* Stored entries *
-*-*-
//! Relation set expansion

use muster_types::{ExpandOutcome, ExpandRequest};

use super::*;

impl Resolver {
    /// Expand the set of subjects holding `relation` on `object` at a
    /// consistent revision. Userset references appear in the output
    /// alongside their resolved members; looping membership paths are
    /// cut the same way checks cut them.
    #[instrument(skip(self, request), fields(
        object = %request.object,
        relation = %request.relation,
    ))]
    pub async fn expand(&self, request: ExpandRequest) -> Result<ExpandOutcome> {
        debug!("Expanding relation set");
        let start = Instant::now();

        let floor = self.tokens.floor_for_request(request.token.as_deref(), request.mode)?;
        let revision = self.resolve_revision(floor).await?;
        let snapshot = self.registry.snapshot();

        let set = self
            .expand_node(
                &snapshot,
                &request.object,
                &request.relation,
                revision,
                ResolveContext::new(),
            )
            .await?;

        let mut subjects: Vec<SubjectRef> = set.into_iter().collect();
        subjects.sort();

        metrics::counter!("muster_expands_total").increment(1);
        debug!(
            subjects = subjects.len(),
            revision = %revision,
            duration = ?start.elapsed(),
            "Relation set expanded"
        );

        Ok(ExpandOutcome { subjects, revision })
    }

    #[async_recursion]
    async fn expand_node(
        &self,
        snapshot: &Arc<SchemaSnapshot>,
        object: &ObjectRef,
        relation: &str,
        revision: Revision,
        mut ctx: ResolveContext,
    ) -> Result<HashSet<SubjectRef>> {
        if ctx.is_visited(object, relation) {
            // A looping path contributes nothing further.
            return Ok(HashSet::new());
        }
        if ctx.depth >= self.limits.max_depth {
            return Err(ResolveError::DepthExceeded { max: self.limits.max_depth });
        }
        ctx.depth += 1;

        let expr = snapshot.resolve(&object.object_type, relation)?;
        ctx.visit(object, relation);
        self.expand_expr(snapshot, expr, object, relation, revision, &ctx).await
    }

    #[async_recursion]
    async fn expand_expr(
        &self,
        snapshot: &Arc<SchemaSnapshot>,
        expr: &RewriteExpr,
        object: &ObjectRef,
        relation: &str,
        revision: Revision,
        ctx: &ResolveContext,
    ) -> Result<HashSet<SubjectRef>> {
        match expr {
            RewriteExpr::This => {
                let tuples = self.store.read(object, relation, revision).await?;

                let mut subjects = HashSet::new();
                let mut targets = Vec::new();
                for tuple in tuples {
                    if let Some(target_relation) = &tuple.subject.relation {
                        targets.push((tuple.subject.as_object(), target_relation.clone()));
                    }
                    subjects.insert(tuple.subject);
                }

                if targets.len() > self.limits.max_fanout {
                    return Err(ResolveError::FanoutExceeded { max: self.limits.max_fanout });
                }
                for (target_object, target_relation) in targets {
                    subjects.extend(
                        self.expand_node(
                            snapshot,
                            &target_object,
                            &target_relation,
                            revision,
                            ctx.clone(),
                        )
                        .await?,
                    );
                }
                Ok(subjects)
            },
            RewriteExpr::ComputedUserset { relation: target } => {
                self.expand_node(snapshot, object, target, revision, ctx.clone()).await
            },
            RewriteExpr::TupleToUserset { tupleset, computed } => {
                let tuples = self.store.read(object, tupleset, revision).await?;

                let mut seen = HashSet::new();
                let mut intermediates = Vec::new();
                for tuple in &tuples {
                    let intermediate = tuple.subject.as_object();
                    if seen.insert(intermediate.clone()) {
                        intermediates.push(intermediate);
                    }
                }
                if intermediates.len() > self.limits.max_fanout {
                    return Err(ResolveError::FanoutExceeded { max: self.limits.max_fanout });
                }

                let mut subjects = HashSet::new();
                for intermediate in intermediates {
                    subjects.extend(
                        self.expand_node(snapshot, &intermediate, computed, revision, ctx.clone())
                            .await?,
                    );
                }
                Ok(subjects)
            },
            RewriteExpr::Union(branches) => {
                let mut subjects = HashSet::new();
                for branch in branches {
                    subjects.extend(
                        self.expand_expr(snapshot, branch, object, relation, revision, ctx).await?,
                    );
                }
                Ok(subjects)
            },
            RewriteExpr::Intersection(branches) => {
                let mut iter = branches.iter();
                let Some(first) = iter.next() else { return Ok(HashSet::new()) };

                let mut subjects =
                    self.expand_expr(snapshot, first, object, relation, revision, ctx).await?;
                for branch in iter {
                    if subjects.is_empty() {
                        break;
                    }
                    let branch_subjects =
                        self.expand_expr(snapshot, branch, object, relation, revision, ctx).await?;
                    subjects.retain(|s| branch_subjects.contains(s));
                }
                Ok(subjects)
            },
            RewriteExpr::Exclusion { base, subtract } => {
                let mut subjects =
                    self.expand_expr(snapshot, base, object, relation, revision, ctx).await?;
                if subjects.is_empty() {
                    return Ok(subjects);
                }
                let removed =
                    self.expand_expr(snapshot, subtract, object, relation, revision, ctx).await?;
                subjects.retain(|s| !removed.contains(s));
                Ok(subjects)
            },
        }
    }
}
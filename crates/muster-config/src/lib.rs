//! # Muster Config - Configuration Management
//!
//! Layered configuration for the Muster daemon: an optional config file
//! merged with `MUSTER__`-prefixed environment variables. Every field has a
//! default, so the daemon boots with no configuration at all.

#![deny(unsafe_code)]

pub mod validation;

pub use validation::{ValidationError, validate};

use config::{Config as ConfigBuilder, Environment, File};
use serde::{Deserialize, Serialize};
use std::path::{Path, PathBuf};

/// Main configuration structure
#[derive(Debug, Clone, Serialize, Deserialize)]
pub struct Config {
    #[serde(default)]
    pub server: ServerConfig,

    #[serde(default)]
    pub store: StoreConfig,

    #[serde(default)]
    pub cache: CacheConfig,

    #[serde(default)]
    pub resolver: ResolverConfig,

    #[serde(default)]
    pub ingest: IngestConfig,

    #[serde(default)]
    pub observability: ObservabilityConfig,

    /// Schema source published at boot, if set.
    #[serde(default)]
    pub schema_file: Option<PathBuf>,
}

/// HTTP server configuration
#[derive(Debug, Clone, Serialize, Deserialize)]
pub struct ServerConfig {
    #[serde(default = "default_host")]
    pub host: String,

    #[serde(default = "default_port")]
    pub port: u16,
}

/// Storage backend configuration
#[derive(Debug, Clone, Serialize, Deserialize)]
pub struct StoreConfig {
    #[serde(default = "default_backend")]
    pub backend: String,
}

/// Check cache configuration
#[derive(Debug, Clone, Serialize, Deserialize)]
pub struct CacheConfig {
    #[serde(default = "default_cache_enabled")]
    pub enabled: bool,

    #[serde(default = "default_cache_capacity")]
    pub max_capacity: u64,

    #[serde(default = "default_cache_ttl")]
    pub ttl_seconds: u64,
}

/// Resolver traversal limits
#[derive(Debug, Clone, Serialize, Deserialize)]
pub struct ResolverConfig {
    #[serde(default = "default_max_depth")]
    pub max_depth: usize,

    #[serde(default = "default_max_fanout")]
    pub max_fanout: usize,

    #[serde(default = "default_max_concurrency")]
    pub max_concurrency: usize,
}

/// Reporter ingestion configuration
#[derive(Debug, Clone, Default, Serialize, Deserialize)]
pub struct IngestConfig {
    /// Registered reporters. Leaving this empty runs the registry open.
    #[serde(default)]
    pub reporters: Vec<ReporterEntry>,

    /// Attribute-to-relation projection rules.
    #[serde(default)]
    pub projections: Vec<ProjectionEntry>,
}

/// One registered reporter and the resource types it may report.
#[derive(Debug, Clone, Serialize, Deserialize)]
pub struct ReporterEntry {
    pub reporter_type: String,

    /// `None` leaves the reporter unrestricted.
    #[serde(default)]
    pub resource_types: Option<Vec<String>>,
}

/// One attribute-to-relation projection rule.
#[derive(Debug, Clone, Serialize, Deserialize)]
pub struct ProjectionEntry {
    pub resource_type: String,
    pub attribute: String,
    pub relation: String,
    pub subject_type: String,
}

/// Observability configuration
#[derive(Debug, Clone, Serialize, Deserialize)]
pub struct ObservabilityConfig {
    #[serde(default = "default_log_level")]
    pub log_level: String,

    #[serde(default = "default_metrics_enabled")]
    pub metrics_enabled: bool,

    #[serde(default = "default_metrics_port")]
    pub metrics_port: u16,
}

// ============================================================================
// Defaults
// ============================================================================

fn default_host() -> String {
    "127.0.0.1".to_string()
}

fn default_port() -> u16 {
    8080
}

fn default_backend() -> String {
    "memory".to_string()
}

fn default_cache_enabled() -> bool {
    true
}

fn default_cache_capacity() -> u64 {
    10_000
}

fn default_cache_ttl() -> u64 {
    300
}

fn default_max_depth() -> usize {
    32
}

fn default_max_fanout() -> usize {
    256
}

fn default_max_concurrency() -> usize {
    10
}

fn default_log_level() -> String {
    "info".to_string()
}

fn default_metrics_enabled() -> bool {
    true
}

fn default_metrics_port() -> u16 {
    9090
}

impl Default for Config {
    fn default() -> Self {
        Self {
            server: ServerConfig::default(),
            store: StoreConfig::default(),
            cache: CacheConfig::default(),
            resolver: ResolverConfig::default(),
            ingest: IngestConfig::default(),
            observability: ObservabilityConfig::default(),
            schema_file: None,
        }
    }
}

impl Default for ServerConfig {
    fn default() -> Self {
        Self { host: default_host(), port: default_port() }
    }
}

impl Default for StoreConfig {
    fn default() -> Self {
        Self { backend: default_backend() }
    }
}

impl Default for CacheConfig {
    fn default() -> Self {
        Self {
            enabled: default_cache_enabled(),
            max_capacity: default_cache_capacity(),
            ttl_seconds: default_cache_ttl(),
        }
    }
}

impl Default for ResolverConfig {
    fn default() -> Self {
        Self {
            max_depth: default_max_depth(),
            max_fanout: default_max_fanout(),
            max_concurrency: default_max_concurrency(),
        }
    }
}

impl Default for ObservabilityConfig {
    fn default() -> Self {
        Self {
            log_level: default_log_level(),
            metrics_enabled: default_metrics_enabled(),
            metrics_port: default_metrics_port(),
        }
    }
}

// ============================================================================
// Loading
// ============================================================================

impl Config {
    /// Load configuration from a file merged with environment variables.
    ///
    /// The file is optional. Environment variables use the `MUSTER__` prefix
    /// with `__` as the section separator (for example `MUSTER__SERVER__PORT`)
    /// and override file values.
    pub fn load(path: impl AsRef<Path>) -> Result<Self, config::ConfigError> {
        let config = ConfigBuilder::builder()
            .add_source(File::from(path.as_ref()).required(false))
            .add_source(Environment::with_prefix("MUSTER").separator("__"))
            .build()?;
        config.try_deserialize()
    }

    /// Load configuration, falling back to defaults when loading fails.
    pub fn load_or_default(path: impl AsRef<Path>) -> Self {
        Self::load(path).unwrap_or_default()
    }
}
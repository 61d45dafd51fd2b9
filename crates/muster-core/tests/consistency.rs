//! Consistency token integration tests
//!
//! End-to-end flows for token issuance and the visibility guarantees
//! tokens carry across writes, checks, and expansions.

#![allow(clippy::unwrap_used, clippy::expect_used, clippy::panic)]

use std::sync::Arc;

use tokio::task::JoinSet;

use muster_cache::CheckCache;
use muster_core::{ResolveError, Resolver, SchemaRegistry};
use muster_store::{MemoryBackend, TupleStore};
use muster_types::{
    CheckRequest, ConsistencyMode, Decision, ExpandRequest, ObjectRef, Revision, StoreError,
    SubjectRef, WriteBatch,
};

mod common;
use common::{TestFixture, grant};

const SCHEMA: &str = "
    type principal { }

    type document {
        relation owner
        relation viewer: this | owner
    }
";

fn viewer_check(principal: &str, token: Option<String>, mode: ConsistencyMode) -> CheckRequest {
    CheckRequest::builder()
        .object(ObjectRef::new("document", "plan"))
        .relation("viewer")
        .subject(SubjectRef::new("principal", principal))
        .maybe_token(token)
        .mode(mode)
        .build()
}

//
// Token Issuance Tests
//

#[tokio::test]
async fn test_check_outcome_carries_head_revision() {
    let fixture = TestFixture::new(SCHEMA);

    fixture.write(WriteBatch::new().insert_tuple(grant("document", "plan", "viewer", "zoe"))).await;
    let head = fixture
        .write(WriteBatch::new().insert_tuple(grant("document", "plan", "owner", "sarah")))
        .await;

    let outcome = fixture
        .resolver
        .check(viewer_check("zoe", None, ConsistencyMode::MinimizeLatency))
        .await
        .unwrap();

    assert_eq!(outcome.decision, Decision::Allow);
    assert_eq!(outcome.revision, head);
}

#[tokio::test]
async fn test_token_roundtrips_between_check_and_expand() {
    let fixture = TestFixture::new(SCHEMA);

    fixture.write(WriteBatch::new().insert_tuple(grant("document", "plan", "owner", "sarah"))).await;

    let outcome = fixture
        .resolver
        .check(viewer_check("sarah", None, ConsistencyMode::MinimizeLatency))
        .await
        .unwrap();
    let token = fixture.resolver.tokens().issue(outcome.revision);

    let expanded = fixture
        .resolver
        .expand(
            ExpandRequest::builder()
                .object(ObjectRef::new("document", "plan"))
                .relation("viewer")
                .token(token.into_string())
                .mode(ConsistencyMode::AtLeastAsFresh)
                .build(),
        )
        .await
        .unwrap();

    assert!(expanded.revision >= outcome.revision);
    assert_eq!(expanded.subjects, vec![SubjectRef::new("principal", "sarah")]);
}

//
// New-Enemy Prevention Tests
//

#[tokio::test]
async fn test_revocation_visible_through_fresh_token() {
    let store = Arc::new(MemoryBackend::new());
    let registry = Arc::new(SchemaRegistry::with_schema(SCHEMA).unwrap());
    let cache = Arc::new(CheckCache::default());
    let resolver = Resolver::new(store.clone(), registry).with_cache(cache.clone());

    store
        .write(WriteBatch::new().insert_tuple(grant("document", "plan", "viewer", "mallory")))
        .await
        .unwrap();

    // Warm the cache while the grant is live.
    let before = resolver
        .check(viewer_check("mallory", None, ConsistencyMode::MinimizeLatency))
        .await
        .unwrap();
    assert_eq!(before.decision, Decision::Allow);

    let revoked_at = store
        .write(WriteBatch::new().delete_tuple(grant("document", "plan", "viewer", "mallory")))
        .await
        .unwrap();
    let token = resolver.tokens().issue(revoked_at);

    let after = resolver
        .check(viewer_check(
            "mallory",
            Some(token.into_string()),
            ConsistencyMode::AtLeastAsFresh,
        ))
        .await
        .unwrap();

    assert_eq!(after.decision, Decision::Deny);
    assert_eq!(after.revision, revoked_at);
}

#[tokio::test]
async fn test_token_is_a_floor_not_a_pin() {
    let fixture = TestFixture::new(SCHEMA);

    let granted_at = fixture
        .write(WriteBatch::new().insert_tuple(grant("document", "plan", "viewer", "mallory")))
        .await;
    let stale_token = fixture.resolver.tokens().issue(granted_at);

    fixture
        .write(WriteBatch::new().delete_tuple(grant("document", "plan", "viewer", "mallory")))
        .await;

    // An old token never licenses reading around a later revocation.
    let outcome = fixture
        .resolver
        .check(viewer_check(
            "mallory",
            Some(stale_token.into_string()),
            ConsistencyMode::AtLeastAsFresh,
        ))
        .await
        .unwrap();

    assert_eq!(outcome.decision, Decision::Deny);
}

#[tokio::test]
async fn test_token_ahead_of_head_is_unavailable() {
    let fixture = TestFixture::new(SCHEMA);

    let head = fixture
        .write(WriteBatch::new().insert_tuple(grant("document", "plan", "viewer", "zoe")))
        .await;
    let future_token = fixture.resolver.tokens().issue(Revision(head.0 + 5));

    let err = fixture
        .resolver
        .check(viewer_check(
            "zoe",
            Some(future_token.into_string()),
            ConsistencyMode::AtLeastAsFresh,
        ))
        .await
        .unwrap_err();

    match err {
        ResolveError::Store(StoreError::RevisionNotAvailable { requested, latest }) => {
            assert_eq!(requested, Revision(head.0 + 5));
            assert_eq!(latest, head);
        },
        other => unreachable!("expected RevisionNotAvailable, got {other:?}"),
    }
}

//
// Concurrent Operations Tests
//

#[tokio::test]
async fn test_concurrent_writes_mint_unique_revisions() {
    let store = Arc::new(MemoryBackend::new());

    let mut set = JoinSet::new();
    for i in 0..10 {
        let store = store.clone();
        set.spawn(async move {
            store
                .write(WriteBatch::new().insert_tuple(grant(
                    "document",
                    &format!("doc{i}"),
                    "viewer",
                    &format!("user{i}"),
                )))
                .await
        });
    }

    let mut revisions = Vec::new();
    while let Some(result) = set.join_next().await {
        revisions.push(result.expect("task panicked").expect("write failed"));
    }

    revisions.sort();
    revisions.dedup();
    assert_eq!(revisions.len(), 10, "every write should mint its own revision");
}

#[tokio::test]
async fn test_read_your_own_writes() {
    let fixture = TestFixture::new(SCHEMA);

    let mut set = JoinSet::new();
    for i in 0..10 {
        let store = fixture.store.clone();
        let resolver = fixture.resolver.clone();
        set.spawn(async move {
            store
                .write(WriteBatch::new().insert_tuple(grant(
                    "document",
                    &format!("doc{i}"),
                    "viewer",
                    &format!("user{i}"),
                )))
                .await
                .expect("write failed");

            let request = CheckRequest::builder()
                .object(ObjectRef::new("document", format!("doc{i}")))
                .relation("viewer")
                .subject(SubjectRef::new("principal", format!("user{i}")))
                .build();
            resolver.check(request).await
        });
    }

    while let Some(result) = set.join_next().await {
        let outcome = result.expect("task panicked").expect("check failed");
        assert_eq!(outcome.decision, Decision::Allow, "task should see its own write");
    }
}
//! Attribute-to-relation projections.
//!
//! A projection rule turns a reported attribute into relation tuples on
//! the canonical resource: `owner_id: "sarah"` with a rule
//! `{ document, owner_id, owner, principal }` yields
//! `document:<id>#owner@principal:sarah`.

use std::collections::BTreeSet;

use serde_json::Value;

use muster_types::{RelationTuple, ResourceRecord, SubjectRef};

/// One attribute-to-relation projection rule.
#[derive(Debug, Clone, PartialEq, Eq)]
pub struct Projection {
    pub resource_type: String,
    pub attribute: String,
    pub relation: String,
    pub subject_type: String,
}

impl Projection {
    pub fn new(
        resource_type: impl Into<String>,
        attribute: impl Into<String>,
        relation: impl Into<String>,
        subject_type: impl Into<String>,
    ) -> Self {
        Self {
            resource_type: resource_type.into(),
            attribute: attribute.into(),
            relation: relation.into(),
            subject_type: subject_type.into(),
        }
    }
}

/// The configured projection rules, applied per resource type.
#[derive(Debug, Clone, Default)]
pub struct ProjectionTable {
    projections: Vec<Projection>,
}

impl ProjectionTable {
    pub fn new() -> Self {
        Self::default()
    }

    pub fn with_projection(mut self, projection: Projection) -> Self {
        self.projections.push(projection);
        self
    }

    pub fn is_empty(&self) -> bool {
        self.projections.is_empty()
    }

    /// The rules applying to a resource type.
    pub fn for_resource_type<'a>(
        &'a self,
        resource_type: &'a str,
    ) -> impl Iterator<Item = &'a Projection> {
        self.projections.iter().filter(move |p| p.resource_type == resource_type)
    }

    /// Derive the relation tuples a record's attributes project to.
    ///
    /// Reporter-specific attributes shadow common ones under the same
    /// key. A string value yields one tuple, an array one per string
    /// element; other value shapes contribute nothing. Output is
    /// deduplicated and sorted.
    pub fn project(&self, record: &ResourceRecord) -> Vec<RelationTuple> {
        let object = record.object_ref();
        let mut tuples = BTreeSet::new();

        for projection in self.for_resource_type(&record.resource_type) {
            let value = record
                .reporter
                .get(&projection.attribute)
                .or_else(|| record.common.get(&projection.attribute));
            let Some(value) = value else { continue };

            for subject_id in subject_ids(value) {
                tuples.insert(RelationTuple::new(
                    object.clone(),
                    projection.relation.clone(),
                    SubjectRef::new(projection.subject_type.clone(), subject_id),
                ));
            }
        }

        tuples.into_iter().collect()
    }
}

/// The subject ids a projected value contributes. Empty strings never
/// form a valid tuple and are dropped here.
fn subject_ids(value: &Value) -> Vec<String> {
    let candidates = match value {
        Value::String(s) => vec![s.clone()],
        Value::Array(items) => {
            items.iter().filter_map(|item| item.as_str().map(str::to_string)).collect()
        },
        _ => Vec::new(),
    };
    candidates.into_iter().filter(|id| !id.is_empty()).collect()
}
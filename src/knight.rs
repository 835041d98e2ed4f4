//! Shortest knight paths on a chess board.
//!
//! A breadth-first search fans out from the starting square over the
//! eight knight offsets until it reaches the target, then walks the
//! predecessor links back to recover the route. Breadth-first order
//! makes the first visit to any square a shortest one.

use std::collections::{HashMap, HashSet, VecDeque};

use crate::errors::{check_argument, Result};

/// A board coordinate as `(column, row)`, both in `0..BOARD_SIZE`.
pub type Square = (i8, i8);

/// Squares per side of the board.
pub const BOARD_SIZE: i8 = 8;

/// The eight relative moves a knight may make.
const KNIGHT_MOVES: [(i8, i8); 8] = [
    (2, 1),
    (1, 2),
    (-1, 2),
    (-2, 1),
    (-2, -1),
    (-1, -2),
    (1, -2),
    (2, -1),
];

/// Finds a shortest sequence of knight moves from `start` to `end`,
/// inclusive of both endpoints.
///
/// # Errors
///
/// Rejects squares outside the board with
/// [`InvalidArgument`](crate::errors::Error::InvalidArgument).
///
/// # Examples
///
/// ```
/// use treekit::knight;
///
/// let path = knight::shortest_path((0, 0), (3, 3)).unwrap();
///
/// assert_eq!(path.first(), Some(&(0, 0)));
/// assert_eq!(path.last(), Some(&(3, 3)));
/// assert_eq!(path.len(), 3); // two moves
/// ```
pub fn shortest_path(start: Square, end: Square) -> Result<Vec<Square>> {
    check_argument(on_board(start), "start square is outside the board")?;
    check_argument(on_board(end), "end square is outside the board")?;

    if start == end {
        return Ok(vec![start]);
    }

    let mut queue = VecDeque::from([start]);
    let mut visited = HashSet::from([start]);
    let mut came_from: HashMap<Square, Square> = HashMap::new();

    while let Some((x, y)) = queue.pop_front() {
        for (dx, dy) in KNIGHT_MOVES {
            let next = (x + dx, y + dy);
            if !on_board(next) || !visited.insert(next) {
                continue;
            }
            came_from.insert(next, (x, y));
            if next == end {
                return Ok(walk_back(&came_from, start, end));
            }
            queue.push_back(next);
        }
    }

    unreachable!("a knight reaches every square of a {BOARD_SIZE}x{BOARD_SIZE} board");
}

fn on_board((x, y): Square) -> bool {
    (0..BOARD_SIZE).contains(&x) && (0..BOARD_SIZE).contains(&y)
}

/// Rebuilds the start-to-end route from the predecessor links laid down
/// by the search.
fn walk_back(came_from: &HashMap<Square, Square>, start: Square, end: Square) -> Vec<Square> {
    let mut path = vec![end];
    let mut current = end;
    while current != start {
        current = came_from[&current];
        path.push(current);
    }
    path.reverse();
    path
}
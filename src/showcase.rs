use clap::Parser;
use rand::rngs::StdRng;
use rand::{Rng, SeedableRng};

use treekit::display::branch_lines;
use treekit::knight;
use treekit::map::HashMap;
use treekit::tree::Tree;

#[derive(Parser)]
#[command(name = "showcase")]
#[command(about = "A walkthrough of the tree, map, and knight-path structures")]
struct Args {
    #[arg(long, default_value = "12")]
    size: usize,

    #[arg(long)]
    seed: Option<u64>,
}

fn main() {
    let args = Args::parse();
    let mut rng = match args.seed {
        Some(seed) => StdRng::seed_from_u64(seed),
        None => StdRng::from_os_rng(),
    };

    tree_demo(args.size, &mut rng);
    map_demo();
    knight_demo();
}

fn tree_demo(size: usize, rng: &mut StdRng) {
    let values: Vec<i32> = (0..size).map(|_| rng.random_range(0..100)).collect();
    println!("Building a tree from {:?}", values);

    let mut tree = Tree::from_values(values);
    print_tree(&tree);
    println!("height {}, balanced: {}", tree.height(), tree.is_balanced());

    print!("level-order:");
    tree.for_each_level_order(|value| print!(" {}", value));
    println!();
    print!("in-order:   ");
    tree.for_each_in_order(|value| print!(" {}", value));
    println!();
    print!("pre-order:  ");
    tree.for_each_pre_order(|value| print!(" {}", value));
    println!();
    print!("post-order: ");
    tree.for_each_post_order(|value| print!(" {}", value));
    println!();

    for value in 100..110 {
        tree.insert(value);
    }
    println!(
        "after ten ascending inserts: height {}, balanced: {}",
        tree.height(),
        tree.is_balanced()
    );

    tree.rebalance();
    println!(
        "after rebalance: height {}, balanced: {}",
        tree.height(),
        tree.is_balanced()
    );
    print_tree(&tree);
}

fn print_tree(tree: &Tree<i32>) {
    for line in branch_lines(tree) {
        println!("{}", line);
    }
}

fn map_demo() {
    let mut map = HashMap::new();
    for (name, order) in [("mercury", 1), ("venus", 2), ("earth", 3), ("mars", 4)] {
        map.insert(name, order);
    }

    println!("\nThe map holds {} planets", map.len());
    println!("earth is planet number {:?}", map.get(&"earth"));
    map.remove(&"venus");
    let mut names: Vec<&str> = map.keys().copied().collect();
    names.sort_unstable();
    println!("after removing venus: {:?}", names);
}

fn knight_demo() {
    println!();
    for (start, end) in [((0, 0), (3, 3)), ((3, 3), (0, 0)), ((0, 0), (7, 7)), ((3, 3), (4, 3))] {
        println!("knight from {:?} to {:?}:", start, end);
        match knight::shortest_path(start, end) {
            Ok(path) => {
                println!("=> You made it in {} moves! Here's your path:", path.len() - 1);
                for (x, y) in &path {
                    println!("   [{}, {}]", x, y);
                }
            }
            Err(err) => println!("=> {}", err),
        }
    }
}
-*-*-
* Exercise instructions *
Taking the entries from their first line through the line with "in the output", inclusive, restate each line word for word and give nothing else.

* Answer area *
//! Relation set expansion

use muster_types::{ExpandOutcome, ExpandRequest};

use super::*;

impl Resolver {
    /// Expand the set of subjects holding `relation` on `object` at a
    /// consistent revision. Userset references appear in the output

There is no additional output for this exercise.